Durante uma operação da Polícia Federal (PF) nesta quarta-feira (28/5), documentos com anotações mencionando os ministros Alexandre de Moraes e Cristiano Zanin, do Supremo Tribunal Federal (STF), foram apreendidos. A ação faz parte de uma investigação contra uma organização criminosa suspeita de planejar assassinatos sob encomenda e envolvimento na venda de decisões judiciais, segundo informações da CNN Brasil.
A operação foi autorizada pelo próprio ministro Cristiano Zanin e revelou detalhes alarmantes: o grupo mantinha uma espécie de “tabela de preços” para execuções. De acordo com fontes ligadas ao caso, os valores cobrados seriam de até R$ 250 mil por ministros do STF, R$ 150 mil por senadores e R$ 100 mil por deputados federais.
Presos na operação
Até o momento, cinco pessoas foram presas, incluindo militares da reserva, empresários e civis. Entre os detidos estão:
- Aníbal Manoel Laurindo, fazendeiro acusado de mandar matar o advogado Roberto Zampieri.
- Coronel reformado Etevaldo Luiz Caçadini de Vargas, reincidente na mesma investigação.
- Gilberto Louzada da Silva, que se apresenta como consultor de segurança.
- Antônio Gomes da Silva, réu em outros processos.
- Hedilerson Fialho Martins, suspeito de atuar como intermediador dos homicídios.
As buscas e prisões ocorreram em Mato Grosso, Minas Gerais e São Paulo.
Organização criminosa: “Comando C4”
A PF identificou que o grupo se autodenominava “Comando C4”, sigla para “Comando de Caça a Comunistas, Corruptos e Criminosos”. A investigação também apura suspeitas de:
- Lavagem de dinheiro
- Corrupção judicial, incluindo possíveis compra de decisões no STJ (Superior Tribunal de Justiça) e no TJ de Mato Grosso (TJMT)

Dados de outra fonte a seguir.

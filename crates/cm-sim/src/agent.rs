//! One flocking agent and its per-step steering rule.

use cm_core::{Vec2, clip_unit};

// ── Model constants ───────────────────────────────────────────────────────────

pub const SPEED: f64 = 1.0;
/// Maximum turn per step, radians.
pub const MAX_TURN: f64 = 0.3;
/// Zone of repulsion.
pub const REPULSION_RADIUS: f64 = 24.0;
/// Zone of orientation + attraction.
pub const SOCIAL_RADIUS: f64 = 230.0;

/// Fixed preference weight without feedback.
pub const PREF_WEIGHT: f64 = 0.35;
/// Initial preference weight when feedback is on; the feedback rule then
/// moves it between 0 and [`PREF_WEIGHT_MAX`].
pub const PREF_WEIGHT_FEEDBACK: f64 = 0.10;
pub const PREF_WEIGHT_MAX: f64 = 0.45;
pub const WEIGHT_GAIN: f64 = 0.008;
pub const WEIGHT_DECAY: f64 = 0.0006;
/// Alignment threshold for the feedback rule, radians (~10°).
pub const ALIGN_THRESHOLD: f64 = 0.17;

/// A single agent: position and unit-speed velocity on the torus, plus an
/// optional preferred direction (informed agents only) with its current
/// weight.
#[derive(Debug, Clone, Copy)]
pub struct Agent {
    pub pos:         Vec2,
    pub vel:         Vec2,
    /// Unit preference vector; `None` for naive agents.
    pub preference:  Option<Vec2>,
    pub pref_weight: f64,
    pub feedback:    bool,
}

impl Agent {
    pub fn new(pos: Vec2, heading_rad: f64, preference: Option<Vec2>, feedback: bool) -> Self {
        let pref_weight = if feedback { PREF_WEIGHT_FEEDBACK } else { PREF_WEIGHT };
        Self {
            pos,
            vel: Vec2::new(heading_rad.cos(), heading_rad.sin()),
            preference: preference.and_then(Vec2::normalized),
            pref_weight,
            feedback,
        }
    }
}

/// Unit-length copy, or the zero vector when the input has no direction.
/// Zero vectors flow through the steering sums unchanged, exactly like a
/// neighborless term contributing nothing.
#[inline]
pub(crate) fn unit_or_zero(v: Vec2) -> Vec2 {
    v.normalized().unwrap_or(Vec2::new(0.0, 0.0))
}

/// Unsigned angle between two directions, radians in [0, π].  Zero-length
/// inputs read as orthogonal (dot 0 → π/2) rather than faulting.
#[inline]
pub(crate) fn angle_between(a: Vec2, b: Vec2) -> f64 {
    clip_unit(unit_or_zero(a).dot(unit_or_zero(b))).acos()
}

- Violação de sigilo funcional
- Exploração de prestígio
- Organização criminosa
Ministros do STF podem ter sido monitorados
Segundo a PF, ainda está sob análise se houve monitoramento efetivo dos ministros mencionados nas anotações. Os documentos apreendidos continuam sendo analisados, e os detalhes do conteúdo seguem em sigilo.
Nota oficial do STF
O presidente do STF, Luís Roberto Barroso, afirmou por meio de nota que as apurações estão em estágio inicial e que ainda é cedo para conclusões definitivas. O processo tramita sob segredo de Justiça.